Dive Brief:
- A new study from the Economic Innovation Group found that the recovery from the Great Recession benefited well-off cities and suburbs, while poorer rural areas saw their economic disadvantage widen.
- By comparing regional economic data from 2007-2011 to data from 2012-2016, the report authors found a "great reshuffling" of jobs, capital and business creation that greatly benefited already affluent areas. By contrast, the population of zip codes that were deemed "distressed" — the lowest economic classification — declined, with the number of rural Americans in that category dropping by 1 million between the two periods.
- By 2016, the report found, the top 20% of zip codes had a 3.6 million jobs surplus compared to 2007 levels, more than the bottom 80% of zip codes combined. While it took the top tier less than five years to replace jobs lost during the recession, "distressed" zip codes are unlikely to recover based on current trends.
Dive Insight:
The report emphasizes that even as the national economy has rebounded from the depths of the recession — with a national unemployment rate of just 3.7% in September according to Bureau of Labor Statistics — the recovery has not affected the entire country evenly. In an interview with VentureBeat, EIG president and CEO John Lettieri said "we’ve never really seen this type of concentration, where truly the lion’s share of the benefits of a recovery ... are accruing to a relatively narrow swath of places.”

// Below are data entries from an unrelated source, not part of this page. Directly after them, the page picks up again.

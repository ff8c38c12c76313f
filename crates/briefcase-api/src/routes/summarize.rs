use axum::{extract::State, Json};
use serde::{Deserialize, Serialize};
use std::sync::Arc;
use utoipa::ToSchema;

use briefcase_llm::Message;

use crate::{
    error::{ApiError, ApiResult},
    handlers::completion::complete,
    prompts::SUMMARY_PROMPT,
    state::AppState,
};

#[derive(Debug, Deserialize, ToSchema)]
pub struct SummarizeRequest {
    pub text: String,
}

#[derive(Debug, Serialize, ToSchema)]
pub struct SummarizeResponse {
    pub summary: String,
}

/// Summarize a legal text
#[utoipa::path(
    post,
    path = "/api/summarize",
    request_body = SummarizeRequest,
    responses(
        (status = 200, description = "Summary", body = SummarizeResponse),
        (status = 400, description = "Empty text")
    ),
    tag = "documents"
)]
pub async fn summarize(
    State(state): State<Arc<AppState>>,
    Json(req): Json<SummarizeRequest>,
) -> ApiResult<Json<SummarizeResponse>> {
    if req.text.trim().is_empty() {
        return Err(ApiError::Validation("text must not be empty".to_string()));
    }

    let messages = vec![Message::system(SUMMARY_PROMPT), Message::human(req.text)];
    let response = complete(&state, "summarize", messages, state.chat_options(None)).await?;

    let summary = response
        .content
        .map(|s| s.trim().to_string())
        .filter(|s| !s.is_empty())
        .ok_or_else(|| ApiError::Upstream("model returned an empty summary".to_string()))?;

    Ok(Json(SummarizeResponse { summary }))
}
use axum::{extract::State, Json};
use serde::{Deserialize, Serialize};
use std::sync::Arc;
use utoipa::ToSchema;

use briefcase_llm::Message;

use crate::{
    error::{ApiError, ApiResult},
    handlers::completion::complete_json,
    prompts::PROSPECT_PROMPT,
    state::AppState,
};

#[derive(Debug, Deserialize, ToSchema)]
pub struct ProspectsRequest {
    /// Page to read (portfolio list, directory, event attendees, ...)
    pub url: String,
    /// What makes a good prospect, in the user's words
    #[serde(default)]
    pub criteria: Option<String>,
}

#[derive(Debug, Clone, PartialEq, Serialize, Deserialize, ToSchema)]
pub struct Prospect {
    pub name: String,
    #[serde(default)]
    pub website: Option<String>,
    #[serde(default)]
    pub description: String,
}

#[derive(Debug, Serialize, Deserialize, ToSchema)]
pub struct ProspectsResponse {
    pub prospects: Vec<Prospect>,
}

/// Extract potential clients from a web page
#[utoipa::path(
    post,
    path = "/api/prospects",
    request_body = ProspectsRequest,
    responses(
        (status = 200, description = "Prospects found on the page", body = ProspectsResponse),
        (status = 400, description = "Missing URL"),
        (status = 500, description = "Page fetch or model call failed")
    ),
    tag = "prospects"
)]
pub async fn find_prospects(
    State(state): State<Arc<AppState>>,
    Json(req): Json<ProspectsRequest>,
) -> ApiResult<Json<ProspectsResponse>> {
    let url = req.url.trim();
    if url.is_empty() {
        return Err(ApiError::Validation("url must not be empty".to_string()));
    }

    let page = state.scraper.fetch_text(url).await?;
    if page.is_empty() {
        return Ok(Json(ProspectsResponse { prospects: Vec::new() }));
    }

    let criteria = req
        .criteria
        .as_deref()
        .filter(|c| !c.trim().is_empty())
        .unwrap_or("early-stage startups that may need legal help");

    let messages = vec![
        Message::system(PROSPECT_PROMPT),
        Message::human(format!(
            "Criteria: {}\nSource: {}\n\nPage text:\n{}",
            criteria, url, page
        )),
    ];

    let mut found: ProspectsResponse = complete_json(&state, "prospects", messages).await?;
    found.prospects.retain(|p| !p.name.trim().is_empty());
    tracing::info!(url, count = found.prospects.len(), "Prospects extracted");

    Ok(Json(found))
}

EIG cautions that with the lowest tier already trailing far behind in recovery, another economic downturn could cause serious problems and set them even further behind. And as the economy continues to evolve to focus more on technology, and as automation takes hold in more industries, that gap could widen without more intervention. The EIG report found that the most prosperous areas had a high concentration of tech or research university jobs, similar to the findings of an October report released by Cushman & Wakefield that detailed how the tech industry is driving the economy in many affluent cities. In that report, researchers found that tech accounted for nearly half of real estate purchases and driving up property prices and the job market.
A June report from the National League of Cities said that automation could displace between 39 and 73 million workers, and that cities needed to start training workers now to adapt to a new economy and not get left behind. Likewise, EIG’s analysis showed that education plays a significant role in the stratified economy — prosperous zip codes contained nearly six times the number of adults with a bachelor’s degree or higher compared to distressed ones, and more than half of Americans without a high school diploma or equivalent live in the bottom 40% of zip codes.